**EXERCISE GOAL:** Which lines below include "order"? Copy them all.

**SOURCE MATERIAL:**
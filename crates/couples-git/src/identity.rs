//! The gix-backed [`IdentityAdapter`] implementation.
//!
//! Authors are resolved by `"name <email>"` identity string, assigned a
//! stable index the first time they're seen. A `Mutex`-guarded map keeps
//! this `Send + Sync` without requiring `&mut self` on `author_of` (the
//! trait is shared across fork/merge worker threads, each with their own
//! adapter instance in the common case, but a single shared instance is
//! also a valid caller choice).

use std::sync::Mutex;

use couples_core::adapter::{AuthorSlot, CommitHandle, IdentityAdapter, IdentityFacts};

use crate::commit::GixCommitHandle;

/// Assigns and remembers a stable `AuthorId` per distinct `"name <email>"`
/// identity string, in first-seen order.
pub struct GixIdentityAdapter {
    known: Mutex<Vec<String>>,
}

impl GixIdentityAdapter {
    #[must_use]
    pub fn new() -> Self {
        Self {
            known: Mutex::new(Vec::new()),
        }
    }

    /// Seed the adapter with an author list whose index is already
    /// authoritative (e.g. restored from a checkpoint's
    /// `reversed_people_dict`).
    #[must_use]
    pub fn with_known_authors(authors: Vec<String>) -> Self {
        Self {
            known: Mutex::new(authors),
        }
    }

    /// A snapshot of the identities seen so far, in index order —
    /// suitable as `reversed_people_dict`.
    #[must_use]
    pub fn reversed_people_dict(&self) -> Vec<String> {
        self.known.lock().expect("identity lock poisoned").clone()
    }
}

impl Default for GixIdentityAdapter {
    fn default() -> Self {
        Self::new()
    }
}

impl IdentityAdapter for GixIdentityAdapter {
    fn author_of(&self, commit: &dyn CommitHandle) -> AuthorSlot {
        let Some(handle) = commit.as_any().downcast_ref::<GixCommitHandle>() else {
            return AuthorSlot::Missing;
        };
        let Ok(gix_commit) = handle.repo().find_commit(handle.id()) else {
            return AuthorSlot::Missing;
        };
        let Ok(decoded) = gix_commit.decode() else {
            return AuthorSlot::Missing;
        };
        let author = decoded.author();
        let identity = format!("{} <{}>", author.name, author.email);

        let mut known = self.known.lock().expect("identity lock poisoned");
        if let Some(id) = known.iter().position(|name| *name == identity) {
            return AuthorSlot::Known(id);
        }
        known.push(identity);
        AuthorSlot::Known(known.len() - 1)
    }

    fn facts(&self) -> IdentityFacts {
        let known = self.known.lock().expect("identity lock poisoned");
        IdentityFacts {
            people_count: Some(known.len()),
            reversed_people_dict: Some(known.clone()),
        }
    }
}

**OUTPUT BELOW:**
/// identity string, in first-seen order.
    /// A snapshot of the identities seen so far, in index order —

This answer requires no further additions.